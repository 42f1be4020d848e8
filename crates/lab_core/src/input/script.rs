// crates/lab_core/src/input/script.rs

//! Scripted keyboard input for headless runs.
//!
//! A script is a comma-separated list of frames. Each frame is a `+`-joined
//! set of keys, optionally repeated with `*N`:
//!
//! ```text
//! right*30,right+jump,idle*10
//! ```
//!
//! `left`, `right`, `jump`, `restart` and `space` are aliases for the
//! default keys; `idle` holds nothing; any other token is taken as a raw
//! key name ("d", "ArrowUp").

use std::str::FromStr;

use crate::error::CoreError;

fn alias(token: &str) -> Option<&'static str> {
    match token {
        "left" => Some("ArrowLeft"),
        "right" => Some("ArrowRight"),
        "jump" => Some("ArrowUp"),
        "restart" => Some("r"),
        "space" => Some(" "),
        _ => None,
    }
}

#[derive(Clone, Debug, PartialEq, Eq)]
struct Segment {
    keys: Vec<String>,
    repeat: u32,
}

#[derive(Clone, Debug, PartialEq, Eq)]
pub struct InputScript {
    segments: Vec<Segment>,
    cursor: usize,
    used: u32,
}

impl InputScript {
    /// Total number of frames the script covers.
    pub fn total_frames(&self) -> u64 {
        self.segments.iter().map(|s| u64::from(s.repeat)).sum()
    }

    pub fn is_finished(&self) -> bool {
        self.cursor >= self.segments.len()
    }

    /// Keys held on the next frame, or `None` once the script has run out.
    pub fn next_frame(&mut self) -> Option<&[String]> {
        while let Some(segment) = self.segments.get(self.cursor) {
            if self.used < segment.repeat {
                self.used += 1;
                return self.segments.get(self.cursor).map(|s| s.keys.as_slice());
            }
            self.cursor += 1;
            self.used = 0;
        }
        None
    }
}

fn script_error(token: &str, reason: impl Into<String>) -> CoreError {
    CoreError::Script {
        token: token.to_string(),
        reason: reason.into(),
    }
}

fn parse_segment(token: &str) -> Result<Segment, CoreError> {
    let (body, repeat) = match token.split_once('*') {
        Some((body, count)) => {
            let repeat = count
                .trim()
                .parse::<u32>()
                .map_err(|e| script_error(token, e.to_string()))?;
            if repeat == 0 {
                return Err(script_error(token, "repeat count must be at least 1"));
            }
            (body.trim(), repeat)
        }
        None => (token, 1),
    };

    if body.is_empty() {
        return Err(script_error(token, "empty frame"));
    }

    let mut keys = Vec::new();
    for part in body.split('+').map(str::trim) {
        match part {
            "" => return Err(script_error(token, "empty key")),
            "idle" => {}
            other => keys.push(alias(other).unwrap_or(other).to_string()),
        }
    }
    Ok(Segment { keys, repeat })
}

impl FromStr for InputScript {
    type Err = CoreError;

    fn from_str(s: &str) -> Result<Self, Self::Err> {
        let segments = s
            .split(',')
            .map(str::trim)
            .filter(|t| !t.is_empty())
            .map(parse_segment)
            .collect::<Result<Vec<_>, _>>()?;

        Ok(Self {
            segments,
            cursor: 0,
            used: 0,
        })
    }
}
// crates/lab_core/src/input/poller.rs

use lab_shared::{canonical_actions, ActionId, InputState};

use crate::input::InputMap;

/// Low-level collector of held keys. Keeps raw device state out of `App`.
#[derive(Default, Clone, Debug)]
pub struct KeyboardState {
    active_keys: Vec<String>,
}

impl KeyboardState {
    pub fn new() -> Self {
        Self::default()
    }

    pub fn press(&mut self, key: &str) {
        if !self.is_key_active(key) {
            self.active_keys.push(key.to_string());
        }
    }

    pub fn release(&mut self, key: &str) {
        self.active_keys.retain(|k| k != key);
    }

    pub fn release_all(&mut self) {
        self.active_keys.clear();
    }

    /// Replaces the held set wholesale (scripted input).
    pub fn set_held<'a>(&mut self, keys: impl IntoIterator<Item = &'a str>) {
        self.release_all();
        for key in keys {
            self.press(key);
        }
    }

    pub fn is_key_active(&self, key: &str) -> bool {
        self.active_keys.iter().any(|k| k == key)
    }

    /// Held keys mapped through `input_map`. Unbound keys are ignored.
    pub fn resolve(&self, input_map: &InputMap) -> InputState {
        let mut state = InputState::empty();
        for key in &self.active_keys {
            if let Some(action) = input_map.map_key(key) {
                state.set(action, true);
            }
        }
        state
    }
}

/// Turns held state into what the simulation sees: movement stays
/// level-triggered, jump and restart fire once per press.
///
/// A press stays pending until a simulation step consumes it, so host
/// frames that run no step never swallow it.
#[derive(Clone, Debug)]
pub struct InputTracker {
    previous: InputState,
    edge_triggered: InputState,
    pending: InputState,
}

impl Default for InputTracker {
    fn default() -> Self {
        Self::new(&[canonical_actions::JUMP, canonical_actions::RESTART])
    }
}

impl InputTracker {
    pub fn new(edge_actions: &[ActionId]) -> Self {
        Self {
            previous: InputState::empty(),
            edge_triggered: InputState::with(edge_actions),
            pending: InputState::empty(),
        }
    }

    /// Call once per host frame with the held state.
    pub fn resolve(&mut self, held: InputState) -> InputState {
        let pressed = held.pressed_since(&self.previous);
        self.previous = held;

        let level = held.digital_mask & !self.edge_triggered.digital_mask;
        self.pending.digital_mask |= pressed.digital_mask & self.edge_triggered.digital_mask;
        InputState {
            digital_mask: level | self.pending.digital_mask,
        }
    }

    /// Call after a step has seen `state`: drops edge-triggered actions from
    /// it and from the pending set so a press acts on one step only.
    pub fn consume_edges(&mut self, state: &mut InputState) {
        state.digital_mask &= !self.edge_triggered.digital_mask;
        self.pending = InputState::empty();
    }
}

#[cfg(test)]
mod tests {
    use super::*;
    use lab_shared::canonical_actions::*;

    fn map() -> InputMap {
        let mut map = InputMap::default();
        map.bind("ArrowRight", MOVE_RIGHT);
        map.bind(" ", JUMP);
        map
    }

    #[test]
    fn keyboard_tracks_held_keys() {
        let mut keyboard = KeyboardState::new();
        keyboard.press("ArrowRight");
        keyboard.press("ArrowRight");
        keyboard.press("q");
        assert_eq!(keyboard.resolve(&map()), InputState::with(&[MOVE_RIGHT]));

        keyboard.release("ArrowRight");
        assert!(keyboard.resolve(&map()).is_empty());
        assert!(keyboard.is_key_active("q"));

        keyboard.set_held(["ArrowRight", " "]);
        assert!(!keyboard.is_key_active("q"));
        assert_eq!(keyboard.resolve(&map()), InputState::with(&[MOVE_RIGHT, JUMP]));
    }

    #[test]
    fn jump_reported_only_on_press_edge() {
        let mut tracker = InputTracker::default();
        let held = InputState::with(&[MOVE_RIGHT, JUMP]);

        let step = |tracker: &mut InputTracker, held: InputState| {
            let mut seen = tracker.resolve(held);
            let before = seen;
            tracker.consume_edges(&mut seen);
            before
        };

        assert_eq!(step(&mut tracker, held), held);
        assert_eq!(step(&mut tracker, held), InputState::with(&[MOVE_RIGHT]));

        step(&mut tracker, InputState::with(&[MOVE_RIGHT]));
        assert_eq!(step(&mut tracker, held), held);
    }

    #[test]
    fn unconsumed_press_carries_to_the_next_frame() {
        let mut tracker = InputTracker::default();

        // Pressed and released between two steps.
        assert_eq!(tracker.resolve(InputState::with(&[JUMP])), InputState::with(&[JUMP]));
        assert_eq!(tracker.resolve(InputState::empty()), InputState::with(&[JUMP]));

        let mut seen = tracker.resolve(InputState::with(&[MOVE_LEFT]));
        assert_eq!(seen, InputState::with(&[MOVE_LEFT, JUMP]));
        tracker.consume_edges(&mut seen);
        assert_eq!(seen, InputState::with(&[MOVE_LEFT]));
        assert_eq!(tracker.resolve(InputState::empty()), InputState::empty());
    }

    #[test]
    fn consume_keeps_movement() {
        let mut tracker = InputTracker::default();
        let mut state = InputState::with(&[MOVE_LEFT, JUMP, RESTART]);
        tracker.consume_edges(&mut state);
        assert_eq!(state, InputState::with(&[MOVE_LEFT]));
    }
}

========================================

• _Your goal_: Work through the records line by line and tally those that include the word "Clone". Give the number alone.

• _Exercise solution_: 4